可到了暖泉,池青珩才刚脱下衣衫,往暖泉之中走,便听见一阵脚步声。
是谁?
池青珩猛地转头看去,却见萧砚书站在暖泉边,将他往暖泉之中推了推。
“下去,为师助你修炼。”萧砚书神色不变,只按着池青珩坐在暖泉之中,动作也十分正经,并没有任何多余的念头。
“不……不必了吧……”池青珩哪里受得了,这般与萧砚书一同待在暖泉中,简直是要了他的命。
萧砚书只将双掌按在池青珩背上,源源不断灌入灵力,配合着暖泉为他淬炼筋骨。
可池青珩根本就没办法集中注意力,导致体内灵力紊乱不已,更因灵力过多而变得脸色发红。
“专心,你在想什么?”
萧砚书不是没猜到,池青珩为何如此。
但萧砚书也明白,池青珩不可能,也不能时时都沉浸于过往的某件事之中。
池青珩听见这话,也知晓这般不好,自是强迫自己不多想,以免灵力紊乱之下,将他的修为给打回原形。
可身后就是曾亲密帮过他的男人,他们曾那样靠近。
男人的一双手宽大得让人安心,却也灵巧地帮过他。
更何况,这个男人还是池青珩最亲的师尊。
他……很难不多想。
“池青珩,你若是沉浸于过去,师尊也帮不了你。

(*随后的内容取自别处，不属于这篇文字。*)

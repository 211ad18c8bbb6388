pub mod venue_gate_rest_controller;
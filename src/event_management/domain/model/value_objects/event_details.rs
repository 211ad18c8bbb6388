use chrono::{DateTime, Utc};

use crate::{
    event_management::domain::model::{
        enums::event_type::EventType, value_objects::event_name::EventName,
    },
    shared::domain::model::enums::workflow_domain_error::WorkflowDomainError,
};

#[derive(Clone, Debug, Eq, PartialEq)]
pub struct EventDetails {
    name: EventName,
    event_type: EventType,
    description: Option<String>,
    expected_participants: Option<i32>,
    scheduled_at: Option<DateTime<Utc>>,
}

impl EventDetails {
    pub fn new(
        name: EventName,
        event_type: EventType,
        description: Option<String>,
        expected_participants: Option<i32>,
        scheduled_at: Option<DateTime<Utc>>,
    ) -> Result<Self, WorkflowDomainError> {
        if let Some(participants) = expected_participants {
            if participants <= 0 {
                return Err(WorkflowDomainError::InvalidInput(
                    "expected participants must be positive".to_string(),
                ));
            }
        }

        let description = description
            .map(|d| d.trim().to_string())
            .filter(|d| !d.is_empty());

        Ok(Self {
            name,
            event_type,
            description,
            expected_participants,
            scheduled_at,
        })
    }

    pub fn name(&self) -> &EventName {
        &self.name
    }

    pub fn event_type(&self) -> EventType {
        self.event_type
    }

    pub fn description(&self) -> Option<&str> {
        self.description.as_deref()
    }

    pub fn expected_participants(&self) -> Option<i32> {
        self.expected_participants
    }

    pub fn scheduled_at(&self) -> Option<DateTime<Utc>> {
        self.scheduled_at
    }
}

这件事,是要你自己走出来的。”
萧砚书看着池青珩的背影,轻轻叹了口气,才严厉地说了这话。
“徒儿……徒儿知道的。”池青珩乍闻此言,叫那话语间的严厉惹得浑身一抖,忍不住掉起了眼泪。
好在背对着萧砚书,他到底也是瞧不见的。
池青珩不敢拖延,慌忙抬手擦去泪水,想装作什么都没发生。
萧砚书见池青珩似是缓不过来,又是叹气,只将修炼的方法告诉他,便站起身,径直离开。
池青珩仍是坐在暖泉之中,良久才照着萧砚书所说的方法修炼起来。
-
那之后,萧砚书又忙碌了许多。
起初池青珩还担心,自己需得跟着出门。好在萧砚书并未带上他,只叫他待在飞雪峰莫要乱跑。

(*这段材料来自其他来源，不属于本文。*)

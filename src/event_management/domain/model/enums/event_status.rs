use std::{fmt, str::FromStr};

#[derive(Clone, Copy, Debug, Eq, PartialEq, Hash)]
pub enum EventStatus {
    Pending,
    Approved,
    Rejected,
    Completed,
}

impl EventStatus {
    pub const ALL: [EventStatus; 4] = [
        Self::Pending,
        Self::Approved,
        Self::Rejected,
        Self::Completed,
    ];

    pub fn as_str(&self) -> &'static str {
        match self {
            Self::Pending => "PENDING",
            Self::Approved => "APPROVED",
            Self::Rejected => "REJECTED",
            Self::Completed => "COMPLETED",
        }
    }

    /// PENDING is decided once, APPROVED events may be closed and REJECTED
    /// events only return to PENDING through resubmission.
    pub fn can_transition_to(&self, next: EventStatus) -> bool {
        matches!(
            (self, next),
            (Self::Pending, Self::Approved)
                | (Self::Pending, Self::Rejected)
                | (Self::Approved, Self::Completed)
                | (Self::Rejected, Self::Pending)
        )
    }
}

impl fmt::Display for EventStatus {
    fn fmt(&self, f: &mut fmt::Formatter<'_>) -> fmt::Result {
        f.write_str(self.as_str())
    }
}

impl FromStr for EventStatus {
    type Err = ();

    fn from_str(value: &str) -> Result<Self, Self::Err> {
        match value {
            "PENDING" => Ok(Self::Pending),
            "APPROVED" => Ok(Self::Approved),
            "REJECTED" => Ok(Self::Rejected),
            "COMPLETED" => Ok(Self::Completed),
            _ => Err(()),
        }
    }
}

池青珩本就难以忘怀当初之事,不必跟在萧砚书身边,自是松了口气。
只是……他心中仍是有些苦恼。
他似乎……真的对师尊,生出那样的心思了。
本是不该,却控制不住那藏于心底的感情。
池青珩握紧拳头,心中暗暗想,也许他该走出去,分开一段时间,兴许……他就不喜欢了。
这般天真的想法浮现在池青珩脑中,他更没有半点犹豫,趁着萧砚书不在飞雪峰,收拾好东西,便动身离开。
只是,池青珩行至山门处时,却碰见了一个意想不到的人。
“若是外出玩腻了,记得回家。”
向九明站在山门口,身边是与他形影不离的李云游,他露出微笑,并未阻止池青珩,只这般说。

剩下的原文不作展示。